One of the things that we are also looking at is when we look at the OEM side of our engagements with Hisco, which are largely with similar type of customers and similar sort of industry verticals, we are seeing — we are seeing percentage declines in OEM programs that are still active in some of those segment markets. So if you think about wireless and communications or industrial electronics, the Hisco is seeing some — had some volume in the activity in the programs that were coming through the OEM programs of declines there. And those were reflecting kind of more amplified impact that we were seeing over TestEquity on buying test and measurement equipment.

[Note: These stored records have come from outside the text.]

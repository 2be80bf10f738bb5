use strata_ml_core::{Matrix, Parameter, StrataError, StrataResult};
use strata_ml_optim::Optimizer;

use crate::activation::ActivationFunction;
use crate::deferred::Deferred;
use crate::layers::{Hidden, Layer};

/// Applies an element-wise nonlinearity to the previous layer's output.
///
/// Caches both the pre-activation input and the activated output so the
/// backward pass can evaluate the derivative at the forward point.
pub struct Activation {
    function: Box<dyn ActivationFunction>,
    width: usize,
    input: Option<Matrix>,
    output: Option<Matrix>,
}

impl Activation {
    pub fn new(function: Box<dyn ActivationFunction>) -> Self {
        Activation {
            function,
            width: 0,
            input: None,
            output: None,
        }
    }
}

impl Layer for Activation {
    fn width(&self) -> usize {
        self.width
    }

    fn initialize(&mut self, fan_in: usize) -> StrataResult<usize> {
        self.width = fan_in;
        Ok(fan_in)
    }

    fn forward(&mut self, input: &Matrix) -> StrataResult<Matrix> {
        let output = self.function.activate(input);
        self.input = Some(input.clone());
        self.output = Some(output.clone());
        Ok(output)
    }

    fn infer(&self, input: &Matrix) -> StrataResult<Matrix> {
        Ok(self.function.activate(input))
    }

    fn parameters(&self) -> Vec<&Parameter> {
        Vec::new()
    }
}

impl Hidden for Activation {
    fn backward(
        &mut self,
        gradient: &Matrix,
        _optimizer: &mut dyn Optimizer,
    ) -> StrataResult<Deferred> {
        let input = self
            .input
            .take()
            .ok_or_else(|| StrataError::InvalidOperation("backward before forward".into()))?;
        let output = self
            .output
            .take()
            .ok_or_else(|| StrataError::InvalidOperation("backward before forward".into()))?;

        let local = self.function.differentiate(&input, &output);
        Ok(Deferred::ready(gradient.mul(&local)?))
    }
}

#[cfg(test)]
mod tests {
    use super::*;
    use crate::activation::{ReLU, Sigmoid};
    use approx::assert_relative_eq;
    use strata_ml_optim::Stochastic;

    #[test]
    fn test_forward_applies_function() {
        let mut layer = Activation::new(Box::new(ReLU));
        layer.initialize(3).unwrap();
        assert_eq!(layer.width(), 3);

        let batch = Matrix::from_rows(&[vec![-1.0, 0.0, 2.0]]).unwrap();
        let out = layer.forward(&batch).unwrap();
        assert_eq!(out.data(), &[0.0, 0.0, 2.0]);
        assert_eq!(layer.infer(&batch).unwrap(), out);
        assert!(layer.parameters().is_empty());
    }

    #[test]
    fn test_backward_chain_rule() {
        let mut layer = Activation::new(Box::new(Sigmoid));
        layer.initialize(1).unwrap();
        let mut optimizer = Stochastic::new(0.1).unwrap();

        let batch = Matrix::from_rows(&[vec![0.0]]).unwrap();
        layer.forward(&batch).unwrap();

        let upstream = Matrix::from_rows(&[vec![2.0]]).unwrap();
        let mut deferred = layer.backward(&upstream, &mut optimizer).unwrap();
        // σ'(0) = 0.25, chained with the upstream gradient of 2.
        assert_relative_eq!(deferred.force().get(0, 0).unwrap(), 0.5, epsilon = 1e-12);
    }

    #[test]
    fn test_backward_requires_forward() {
        let mut layer = Activation::new(Box::new(ReLU));
        layer.initialize(1).unwrap();
        let mut optimizer = Stochastic::new(0.1).unwrap();
        assert!(layer.backward(&Matrix::ones(1, 1), &mut optimizer).is_err());
    }
}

So there’s confirmation that it’s — some of what’s going on seems to be in those industry verticals and that they’re just — they aren’t making as much through their OEM facilities or if they’re having some struggles in their own end markets, they’re probably not spending as much money on their R&D equipment in their labs. And so at some point in time, we are — just because the way that we think it’s trending, we think that those dollars are going to be coming back. But we don’t feel like we’ve lost customers. We do think we lost orders at times during the fourth quarter and maybe even a little bit in the first quarter where there was a natural pricing activity that we weren’t willing to match.
Katie Fleischer
Okay, great. Thanks for all the color.
Operator
Thank you. As we have no further questions on the lines at this time, I will turn the call back over to Mr. Bryan King for any closing remarks.
Bryan King
Well, that’s — I think, we really appreciate everybody’s time. Obviously, we’ve got still a lot of moving parts in the business. We are very encouraged with the work and accountability that our teams have been putting in across each of the three verticals. And we’ve got a lot of confidence in the business that we are continuing to build and how we can drive returns on invested capital and structural margins over the coming years. Thank you for your time today. We look forward to speaking with you again when we report our second quarter results in early August. And have a great day.
Operator
Thank you. This concludes today’s conference, and you may disconnect your lines at this time, and we thank you for your participation.